(Supplied information begins)

use std::sync::Arc;

use axum::{
    extract::{Extension, Json, State},
    http::{HeaderMap, StatusCode},
};
use tracing::debug;

use shared_config::AppConfig;
use shared_models::auth::{TokenResponse, User};
use shared_models::directory::StaffAccount;
use shared_models::error::AppError;
use shared_models::response::ApiResponse;
use shared_utils::extractor::{authenticate, extract_bearer_token, require_admin};

use crate::models::{AuthSession, CreateStaffRequest, LoginRequest, Me, RegisterPatientRequest, RegisteredPatient};
use crate::services::AuthService;

#[derive(Clone)]
pub struct AuthState {
    pub config: Arc<AppConfig>,
    pub service: Arc<AuthService>,
}

#[axum::debug_handler]
pub async fn staff_login(
    State(state): State<AuthState>,
    Json(request): Json<LoginRequest>,
) -> Result<Json<ApiResponse<AuthSession>>, AppError> {
    let session = state.service.staff_login(request).await?;
    Ok(Json(ApiResponse::ok(session)))
}

#[axum::debug_handler]
pub async fn patient_login(
    State(state): State<AuthState>,
    Json(request): Json<LoginRequest>,
) -> Result<Json<ApiResponse<AuthSession>>, AppError> {
    let session = state.service.patient_login(request).await?;
    Ok(Json(ApiResponse::ok(session)))
}

#[axum::debug_handler]
pub async fn register_patient(
    State(state): State<AuthState>,
    Json(request): Json<RegisterPatientRequest>,
) -> Result<(StatusCode, Json<ApiResponse<RegisteredPatient>>), AppError> {
    let registered = state.service.register_patient(request).await?;
    Ok((
        StatusCode::CREATED,
        Json(ApiResponse::ok_with_message(registered, "Registration successful")),
    ))
}

pub async fn validate_token(
    State(state): State<AuthState>,
    headers: HeaderMap,
) -> Result<Json<TokenResponse>, AppError> {
    debug!("Validating token");

    let token = extract_bearer_token(&headers)?;
    let user = authenticate(&token, &state.config)?;

    Ok(Json(TokenResponse {
        valid: true,
        user_id: user.id,
        email: user.email,
        role: user.role,
    }))
}

#[axum::debug_handler]
pub async fn create_staff(
    State(state): State<AuthState>,
    Extension(user): Extension<User>,
    Json(request): Json<CreateStaffRequest>,
) -> Result<(StatusCode, Json<ApiResponse<StaffAccount>>), AppError> {
    require_admin(&user)?;

    let staff = state.service.create_staff(request).await?;
    Ok((StatusCode::CREATED, Json(ApiResponse::ok_with_message(staff, "Staff account created"))))
}

#[axum::debug_handler]
pub async fn me(
    State(state): State<AuthState>,
    Extension(user): Extension<User>,
) -> Result<Json<ApiResponse<Me>>, AppError> {
    let me = state.service.me(&user).await?;
    Ok(Json(ApiResponse::ok(me)))
}
use std::sync::Arc;

use axum::{
    extract::{Extension, Path, Query, State},
    http::StatusCode,
    Json,
};
use uuid::Uuid;

use shared_config::AppConfig;
use shared_models::auth::User;
use shared_models::directory::{Clinic, Doctor};
use shared_models::error::AppError;
use shared_models::response::ApiResponse;
use shared_utils::extractor::require_staff;

use crate::models::{CreateClinicRequest, CreateDoctorRequest, DoctorQuery};
use crate::services::{ClinicService, DoctorService};

#[derive(Clone)]
pub struct DirectoryState {
    pub config: Arc<AppConfig>,
    pub doctors: Arc<DoctorService>,
    pub clinics: Arc<ClinicService>,
}

// ==============================================================================
// DOCTORS
// ==============================================================================

#[axum::debug_handler]
pub async fn create_doctor(
    State(state): State<DirectoryState>,
    Extension(user): Extension<User>,
    Json(request): Json<CreateDoctorRequest>,
) -> Result<(StatusCode, Json<ApiResponse<Doctor>>), AppError> {
    require_staff(&user)?;

    let doctor = state.doctors.create_doctor(request).await?;
    Ok((StatusCode::CREATED, Json(ApiResponse::ok_with_message(doctor, "Doctor created"))))
}

#[axum::debug_handler]
pub async fn get_doctor(
    State(state): State<DirectoryState>,
    Extension(_user): Extension<User>,
    Path(doctor_id): Path<Uuid>,
) -> Result<Json<ApiResponse<Doctor>>, AppError> {
    let doctor = state.doctors.get_doctor(doctor_id).await?;
    Ok(Json(ApiResponse::ok(doctor)))
}

#[axum::debug_handler]
pub async fn list_doctors(
    State(state): State<DirectoryState>,
    Extension(_user): Extension<User>,
    Query(query): Query<DoctorQuery>,
) -> Result<Json<ApiResponse<Vec<Doctor>>>, AppError> {
    let doctors = state.doctors.list_doctors(&query).await?;
    Ok(Json(ApiResponse::ok(doctors)))
}

// ==============================================================================
// CLINICS
// ==============================================================================

#[axum::debug_handler]
pub async fn create_clinic(
    State(state): State<DirectoryState>,
    Extension(user): Extension<User>,
    Json(request): Json<CreateClinicRequest>,
) -> Result<(StatusCode, Json<ApiResponse<Clinic>>), AppError> {
    require_staff(&user)?;

    let clinic = state.clinics.create_clinic(request).await?;
    Ok((StatusCode::CREATED, Json(ApiResponse::ok_with_message(clinic, "Clinic created"))))
}

#[axum::debug_handler]
pub async fn get_clinic(
    State(state): State<DirectoryState>,
    Extension(_user): Extension<User>,
    Path(clinic_id): Path<Uuid>,
) -> Result<Json<ApiResponse<Clinic>>, AppError> {
    let clinic = state.clinics.get_clinic(clinic_id).await?;
    Ok(Json(ApiResponse::ok(clinic)))
}

#[axum::debug_handler]
pub async fn list_clinics(
    State(state): State<DirectoryState>,
    Extension(_user): Extension<User>,
) -> Result<Json<ApiResponse<Vec<Clinic>>>, AppError> {
    let clinics = state.clinics.list_clinics().await?;
    Ok(Json(ApiResponse::ok(clinics)))
}
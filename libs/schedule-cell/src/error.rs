use thiserror::Error;
use tracing::error;
use uuid::Uuid;

use shared_database::StoreError;
use shared_models::error::AppError;

#[derive(Error, Debug)]
pub enum ScheduleError {
    #[error("{0} not found")]
    NotFound(String),

    #[error("Doctor already has an overlapping active schedule ({existing})")]
    ConflictingSchedule { existing: Uuid },

    #[error("Schedule {0} has no remaining capacity")]
    CapacityExceeded(Uuid),

    #[error("Schedule is {status} and does not accept bookings")]
    NotBookable { status: String },

    #[error("Cannot reduce total slots to {requested}: {booked} slots already booked")]
    InvalidSlotTotal { booked: u32, requested: u32 },

    #[error("Schedule has {active_entries} active queue entries; cancel them first")]
    SchedulesInUse { active_entries: usize },

    #[error("Validation error: {0}")]
    Validation(String),

    #[error("Slot ledger invariant violated: {0}")]
    Invariant(String),

    #[error("Storage error: {0}")]
    Storage(String),
}

impl From<StoreError> for ScheduleError {
    fn from(e: StoreError) -> Self {
        match e {
            StoreError::NotFound { entity, id } => ScheduleError::NotFound(format!("{} {}", entity, id)),
            StoreError::Overlap(existing) => ScheduleError::ConflictingSchedule { existing },
            StoreError::CapacityExceeded(id) => ScheduleError::CapacityExceeded(id),
            StoreError::NotBookable { status, .. } => ScheduleError::NotBookable { status },
            StoreError::BelowBooked { booked, requested } => {
                ScheduleError::InvalidSlotTotal { booked, requested }
            }
            StoreError::InUse { booked, .. } => ScheduleError::SchedulesInUse {
                active_entries: booked as usize,
            },
            StoreError::Invariant(detail) => {
                error!("Slot ledger invariant violated: {}", detail);
                ScheduleError::Invariant(detail)
            }
            other => ScheduleError::Storage(other.to_string()),
        }
    }
}

impl From<ScheduleError> for AppError {
    fn from(e: ScheduleError) -> Self {
        match e {
            ScheduleError::NotFound(_) => AppError::NotFound(e.to_string()),
            ScheduleError::ConflictingSchedule { .. }
            | ScheduleError::CapacityExceeded(_)
            | ScheduleError::NotBookable { .. }
            | ScheduleError::SchedulesInUse { .. } => AppError::Conflict(e.to_string()),
            ScheduleError::InvalidSlotTotal { .. } | ScheduleError::Validation(_) => {
                AppError::ValidationError(e.to_string())
            }
            ScheduleError::Invariant(_) => AppError::Internal(e.to_string()),
            ScheduleError::Storage(_) => AppError::Database(e.to_string()),
        }
    }
}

(Supplied information ends)

* Exercise goal:
Throughout the listing, how many lines contain the string "tracing"? Give the number on its own.

* Exercise answer:
2